## Data listing
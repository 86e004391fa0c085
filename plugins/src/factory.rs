use std::sync::Arc;

use anyhow::Result;

use browseract_core::api::{AppConfig, BrowserActNode, TaskApiClient, Transport, CREDENTIAL_NAME};

use crate::transport::HttpTransport;

pub fn build_transport(cfg: &AppConfig) -> Result<Arc<dyn Transport>> {
    if !cfg.api.has_api_key() {
        anyhow::bail!(
            "credential '{}' has no API key; set api.api_key or BROWSERACT_API_KEY",
            CREDENTIAL_NAME
        );
    }
    Ok(Arc::new(HttpTransport::new(
        cfg.api.base_url.clone(),
        cfg.api.api_key.clone(),
        cfg.api.request_timeout_ms,
    )?))
}

pub fn build_client(cfg: &AppConfig) -> Result<TaskApiClient> {
    let transport = build_transport(cfg)?;
    Ok(TaskApiClient::with_channel_key(
        transport,
        cfg.api.channel_key.clone(),
    ))
}

pub fn build_node(cfg: &AppConfig) -> Result<BrowserActNode> {
    let client = build_client(cfg)?;
    Ok(BrowserActNode::new(client, cfg.poll.policy())
        .with_default_timeout(cfg.poll.default_timeout_secs))
}
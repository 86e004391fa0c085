use serde_json::{Map, Value};

/// Per-item parameter access provided by the host.
pub trait ExecutionContext: Send + Sync {
    fn item_count(&self) -> usize;
    fn node_parameter(&self, name: &str, item_index: usize) -> Option<Value>;
}

/// Items held in memory, each a JSON object of parameter name to value.
/// Parameters missing from an item fall back to `defaults`.
#[derive(Debug, Clone, Default)]
pub struct StaticContext {
    defaults: Map<String, Value>,
    items: Vec<Map<String, Value>>,
}

impl StaticContext {
    pub fn new(items: Vec<Map<String, Value>>) -> Self {
        Self {
            defaults: Map::new(),
            items,
        }
    }

    pub fn single(params: Map<String, Value>) -> Self {
        Self::new(vec![params])
    }

    /// Accepts a JSON array of objects (or a single object) as read from an
    /// items file.
    pub fn from_value(value: Value) -> Result<Self, String> {
        let items = match value {
            Value::Array(arr) => arr,
            obj @ Value::Object(_) => vec![obj],
            other => return Err(format!("items must be an array of objects, got {}", other)),
        };
        items
            .into_iter()
            .enumerate()
            .map(|(i, item)| match item {
                Value::Object(map) => Ok(map),
                _ => Err(format!("item #{} is not an object", i)),
            })
            .collect::<Result<Vec<_>, _>>()
            .map(Self::new)
    }

    pub fn with_defaults(mut self, defaults: Map<String, Value>) -> Self {
        self.defaults = defaults;
        self
    }
}

impl ExecutionContext for StaticContext {
    fn item_count(&self) -> usize {
        self.items.len()
    }

    fn node_parameter(&self, name: &str, item_index: usize) -> Option<Value> {
        self.items
            .get(item_index)
            .and_then(|item| item.get(name))
            .or_else(|| self.defaults.get(name))
            .cloned()
    }
}

#[cfg(test)]
mod tests {
    use super::*;
    use serde_json::json;

    #[test]
    fn test_from_value_accepts_single_object() {
        let ctx = StaticContext::from_value(json!({"task": "x"})).unwrap();
        assert_eq!(ctx.item_count(), 1);
        assert_eq!(ctx.node_parameter("task", 0), Some(json!("x")));
    }

    #[test]
    fn test_from_value_rejects_scalars() {
        assert!(StaticContext::from_value(json!(3)).is_err());
        assert!(StaticContext::from_value(json!([{"a": 1}, 2])).is_err());
    }

    #[test]
    fn test_defaults_fill_missing_parameters() {
        let mut defaults = Map::new();
        defaults.insert("timeout".into(), json!(60));
        let ctx = StaticContext::from_value(json!([{"timeout": 5}, {}]))
            .unwrap()
            .with_defaults(defaults);
        assert_eq!(ctx.node_parameter("timeout", 0), Some(json!(5)));
        assert_eq!(ctx.node_parameter("timeout", 1), Some(json!(60)));
        assert_eq!(ctx.node_parameter("timeout", 2), Some(json!(60)));
    }
}
use std::collections::VecDeque;
use std::sync::Mutex;

use async_trait::async_trait;
use serde_json::Value;

use super::r#trait::{ApiRequest, Transport};
use crate::error::{TransportError, TransportErrorKind};

/// Replays canned responses in order and records every request it sees.
pub(crate) struct ScriptedTransport {
    responses: Mutex<VecDeque<Result<Value, TransportError>>>,
    calls: Mutex<Vec<ApiRequest>>,
}

impl ScriptedTransport {
    pub(crate) fn new(responses: Vec<Result<Value, TransportError>>) -> Self {
        Self {
            responses: Mutex::new(responses.into()),
            calls: Mutex::new(Vec::new()),
        }
    }

    pub(crate) fn calls(&self) -> Vec<ApiRequest> {
        self.calls.lock().unwrap().clone()
    }

    pub(crate) fn endpoints(&self) -> Vec<String> {
        self.calls().into_iter().map(|c| c.endpoint).collect()
    }
}

#[async_trait]
impl Transport for ScriptedTransport {
    fn name(&self) -> &str {
        "scripted"
    }

    async fn call(&self, request: ApiRequest) -> Result<Value, TransportError> {
        self.calls.lock().unwrap().push(request);
        self.responses.lock().unwrap().pop_front().unwrap_or_else(|| {
            Err(TransportError::new(
                TransportErrorKind::Unknown,
                "no scripted response left",
            ))
        })
    }
}

pub(crate) fn status_err(status: u16) -> Result<Value, TransportError> {
    Err(TransportError::status_error(
        status,
        "scripted://".to_string(),
        "scripted failure",
    ))
}
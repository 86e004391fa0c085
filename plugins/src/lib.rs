pub mod factory;
pub mod transport;
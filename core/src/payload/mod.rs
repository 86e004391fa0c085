mod builder;
pub mod models;

pub use builder::{build_agent_request, build_run_request, build_workflow_request, RawFields};
pub use models::{
    AgentRunPayload, CredentialEntry, InputParameter, RunMode, RunRequest, WorkflowInputs,
    WorkflowRunPayload,
};
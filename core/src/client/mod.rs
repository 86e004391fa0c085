pub mod task_api;
pub mod r#trait;

pub use r#trait::{ApiRequest, HttpMethod, Transport};
pub use task_api::{TaskApiClient, CHANNEL_HEADER, DEFAULT_CHANNEL_KEY, LIST_PAGE_SIZE};

#[cfg(test)]
pub(crate) mod testing;
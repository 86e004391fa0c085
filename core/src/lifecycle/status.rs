use std::fmt;

use serde_json::Value;

/// Remote task status. Anything not listed is an in-progress state.
#[derive(Debug, Clone, PartialEq, Eq)]
pub enum TaskStatus {
    Running,
    Finished,
    Canceled,
    Paused,
    Failed,
    Other(String),
}

impl TaskStatus {
    pub fn parse(s: &str) -> Self {
        match s {
            "running" => Self::Running,
            "finished" => Self::Finished,
            "canceled" => Self::Canceled,
            "paused" => Self::Paused,
            "failed" => Self::Failed,
            other => Self::Other(other.to_string()),
        }
    }

    /// Status of a task detail record; missing or non-string is `Other("")`.
    pub fn of(detail: &Value) -> Self {
        Self::parse(detail.get("status").and_then(Value::as_str).unwrap_or_default())
    }

    pub fn is_terminal(&self) -> bool {
        matches!(
            self,
            Self::Finished | Self::Canceled | Self::Paused | Self::Failed
        )
    }

    pub fn as_str(&self) -> &str {
        match self {
            Self::Running => "running",
            Self::Finished => "finished",
            Self::Canceled => "canceled",
            Self::Paused => "paused",
            Self::Failed => "failed",
            Self::Other(s) => s,
        }
    }
}

impl fmt::Display for TaskStatus {
    fn fmt(&self, f: &mut fmt::Formatter<'_>) -> fmt::Result {
        f.write_str(self.as_str())
    }
}
mod adapter;
pub mod context;
mod params;

pub use adapter::{BrowserActNode, CREDENTIAL_NAME};
pub use context::{ExecutionContext, StaticContext};
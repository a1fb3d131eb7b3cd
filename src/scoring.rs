//! Activity scoring
//!
//! Blends message volume, reciprocity and responsiveness into a single 0-1
//! activity score.

use crate::config::InsightsConfig;
use crate::error::InsightsError;

/// Milliseconds per minute
const MS_PER_MINUTE: f64 = 60_000.0;

/// Scorer for conversation activity
pub struct ActivityScorer {
    config: InsightsConfig,
}

impl Default for ActivityScorer {
    fn default() -> Self {
        Self::from_validated(InsightsConfig::default())
    }
}

impl ActivityScorer {
    /// Create a scorer; rejects configs whose scores could leave [0, 1]
    pub fn new(config: InsightsConfig) -> Result<Self, InsightsError> {
        config.validate()?;
        Ok(Self::from_validated(config))
    }

    /// Caller guarantees `config.validate()` passed
    pub(crate) fn from_validated(config: InsightsConfig) -> Self {
        Self { config }
    }

    /// Compute the composite activity score
    ///
    /// Formula:
    /// ```text
    /// Activity Score = 0.45 * volume
    ///                + 0.35 * reciprocity
    ///                + 0.20 * responsiveness
    /// ```
    pub fn score(
        &self,
        total_messages: u64,
        reciprocity: f64,
        median_reply_time_ms: Option<i64>,
    ) -> f64 {
        let volume = compute_volume(total_messages, self.config.volume_saturation_messages);
        let responsiveness = compute_responsiveness(
            median_reply_time_ms,
            self.config.responsiveness_cutoff_minutes,
        );

        let score = self.config.volume_weight * volume
            + self.config.reciprocity_weight * reciprocity.clamp(0.0, 1.0)
            + self.config.responsiveness_weight * responsiveness;
        score.clamp(0.0, 1.0)
    }
}

/// Compute message volume using a logarithmic saturation curve
///
/// Formula: `ln(total + 1) / ln(saturation)`
/// With the default saturation of 50 this reaches 1.0 at 49 messages
fn compute_volume(total_messages: u64, saturation_messages: f64) -> f64 {
    ((total_messages as f64 + 1.0).ln() / saturation_messages.ln()).clamp(0.0, 1.0)
}

/// Compute responsiveness from the median reply time
///
/// Formula: `clamp(cutoff - minutes, 0, cutoff) / cutoff`
/// Linear decay from 1.0 for instant replies to 0.0 at the cutoff (60 minutes
/// by default). No replies means no responsiveness.
fn compute_responsiveness(median_reply_time_ms: Option<i64>, cutoff_minutes: f64) -> f64 {
    match median_reply_time_ms {
        None => 0.0,
        Some(median_ms) => {
            let minutes = median_ms as f64 / MS_PER_MINUTE;
            (cutoff_minutes - minutes).clamp(0.0, cutoff_minutes) / cutoff_minutes
        }
    }
}

#[cfg(test)]
mod tests {
    use super::*;

    #[test]
    fn test_volume() {
        // Empty conversation has no volume
        assert_eq!(compute_volume(0, 50.0), 0.0);

        // 3 messages = ln(4) / ln(50)
        assert!((compute_volume(3, 50.0) - 0.354).abs() < 0.001);

        // Saturates at 49 messages and stays there
        assert!((compute_volume(49, 50.0) - 1.0).abs() < 1e-12);
        assert_eq!(compute_volume(10_000, 50.0), 1.0);
    }

    #[test]
    fn test_responsiveness() {
        assert_eq!(compute_responsiveness(None, 60.0), 0.0);
        assert_eq!(compute_responsiveness(Some(0), 60.0), 1.0);

        // 30 minutes is halfway to the cutoff
        assert!((compute_responsiveness(Some(30 * 60_000), 60.0) - 0.5).abs() < 1e-12);

        // 62.5 seconds
        assert!((compute_responsiveness(Some(62_500), 60.0) - 0.983).abs() < 0.001);

        // Slower than the cutoff bottoms out at zero
        assert_eq!(compute_responsiveness(Some(60 * 60_000), 60.0), 0.0);
        assert_eq!(compute_responsiveness(Some(5 * 60 * 60_000), 60.0), 0.0);
    }

    #[test]
    fn test_score_weights() {
        let scorer = ActivityScorer::default();

        // Empty conversation scores zero
        assert_eq!(scorer.score(0, 0.0, None), 0.0);

        // Reciprocity only
        assert!((scorer.score(0, 1.0, None) - 0.35).abs() < 0.001);

        // Everything maxed out
        let max = scorer.score(1_000, 1.0, Some(0));
        assert!((max - 1.0).abs() < 0.001);
        assert!(max <= 1.0);
    }

    #[test]
    fn test_reference_conversation_score() {
        let scorer = ActivityScorer::default();
        let score = scorer.score(3, 0.5, Some(62_500));
        assert!((score - 0.531).abs() < 0.001);
    }

    #[test]
    fn test_custom_weights() {
        let scorer = ActivityScorer::new(InsightsConfig {
            volume_weight: 0.0,
            reciprocity_weight: 1.0,
            responsiveness_weight: 0.0,
            ..InsightsConfig::default()
        })
        .unwrap();
        assert!((scorer.score(40, 0.25, Some(1_000)) - 0.25).abs() < 1e-12);
    }

    #[test]
    fn test_rejects_degenerate_saturation() {
        // ln(1) = 0 would make the volume term 0/0
        let result = ActivityScorer::new(InsightsConfig {
            volume_saturation_messages: 1.0,
            ..InsightsConfig::default()
        });
        assert!(matches!(result, Err(InsightsError::InvalidConfig(_))));
    }
}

## Task description
If the word "ActivityScorer" is on a line above, return that line.

## Task output
pub struct ActivityScorer {
impl Default for ActivityScorer {
impl ActivityScorer {
        let scorer = ActivityScorer::default();
        let scorer = ActivityScorer::default();
        let scorer = ActivityScorer::new(InsightsConfig {
        let result = ActivityScorer::new(InsightsConfig {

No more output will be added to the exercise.